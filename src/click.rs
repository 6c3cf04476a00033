//! Two-step click sequencing against the shared surface.
//!
//! Acting on a decision means clicking the chosen side's button and then the
//! confirm tick, with a human-ish 50–100 ms pause between the two. Click
//! emission is the only cross-table serialized step: all clicks funnel
//! through one [`ClickGate`] that keeps a 10–20 ms jittered gap between any
//! two clicks, while the pause between a table's own two steps happens
//! outside the gate so other tables' computation never waits on it.

use std::time::Duration;

use rand::Rng;
use tokio::sync::Mutex;
use tokio::time::{sleep, sleep_until, Instant};
use tracing::debug;

use crate::geometry::{to_absolute, ButtonLayout, Point, Region};
use crate::surface::Surface;
use crate::types::{AutomationError, Side};

/// Delay bounds for click pacing, in milliseconds
#[derive(Debug, Clone, Copy)]
pub struct ClickTiming {
    pub phase_delay_min_ms: u64,
    pub phase_delay_max_ms: u64,
    pub gap_min_ms: u64,
    pub gap_max_ms: u64,
}

impl Default for ClickTiming {
    fn default() -> Self {
        Self {
            phase_delay_min_ms: 50,
            phase_delay_max_ms: 100,
            gap_min_ms: 10,
            gap_max_ms: 20,
        }
    }
}

impl ClickTiming {
    fn jittered(min_ms: u64, max_ms: u64) -> Duration {
        let ms = if max_ms > min_ms {
            rand::thread_rng().gen_range(min_ms..=max_ms)
        } else {
            min_ms
        };
        Duration::from_millis(ms)
    }

    fn phase_delay(&self) -> Duration {
        Self::jittered(self.phase_delay_min_ms, self.phase_delay_max_ms)
    }

    fn gap(&self) -> Duration {
        Self::jittered(self.gap_min_ms, self.gap_max_ms)
    }
}

/// Serializes click emission across all tables
#[derive(Debug, Default)]
pub struct ClickGate {
    last_click: Option<Instant>,
}

impl ClickGate {
    pub fn new() -> Self {
        Self::default()
    }
}

/// Emit a single click through the shared gate, honoring the inter-click gap
pub async fn serialized_click(
    surface: &dyn Surface,
    gate: &Mutex<ClickGate>,
    point: Point,
    timing: &ClickTiming,
) -> Result<(), AutomationError> {
    let mut gate = gate.lock().await;
    if let Some(last) = gate.last_click {
        sleep_until(last + timing.gap()).await;
    }
    surface.click_at(point).await?;
    gate.last_click = Some(Instant::now());
    Ok(())
}

/// Execute the full choose-then-confirm sequence for one decision.
///
/// `frame_origin` is the surface's current reference frame; both button
/// offsets go through the coordinate transform so the calibration offset is
/// applied consistently.
pub async fn two_step_click(
    surface: &dyn Surface,
    gate: &Mutex<ClickGate>,
    frame_origin: Point,
    region: &Region,
    buttons: &ButtonLayout,
    side: Side,
    timing: &ClickTiming,
) -> Result<(), AutomationError> {
    let choose = to_absolute(frame_origin, region, buttons.choose(side));
    serialized_click(surface, gate, choose, timing).await?;

    sleep(timing.phase_delay()).await;

    let confirm = to_absolute(frame_origin, region, buttons.confirm);
    serialized_click(surface, gate, confirm, timing).await?;

    debug!(
        "two-step click for {} at ({}, {}) then ({}, {})",
        side.as_str(),
        choose.x,
        choose.y,
        confirm.x,
        confirm.y
    );
    Ok(())
}

/// Fetch the reference frame, retrying over a short bounded window.
///
/// The frame may be briefly missing right after process start or a reload;
/// that is retryable, not fatal.
pub async fn resolve_frame(
    surface: &dyn Surface,
    attempts: u32,
    wait: Duration,
) -> Result<Point, AutomationError> {
    let mut remaining = attempts.max(1);
    loop {
        match surface.reference_frame().await {
            Ok(origin) => return Ok(origin),
            Err(err) => {
                remaining -= 1;
                if remaining == 0 {
                    return Err(err);
                }
                sleep(wait).await;
            }
        }
    }
}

┄┄┄┄┄┄

TASK BRIEF.
Check each line of the records for the string "time" and copy those that have it.

EXERCISE RESULT.
use std::time::Duration;
use tokio::time::{sleep, sleep_until, Instant};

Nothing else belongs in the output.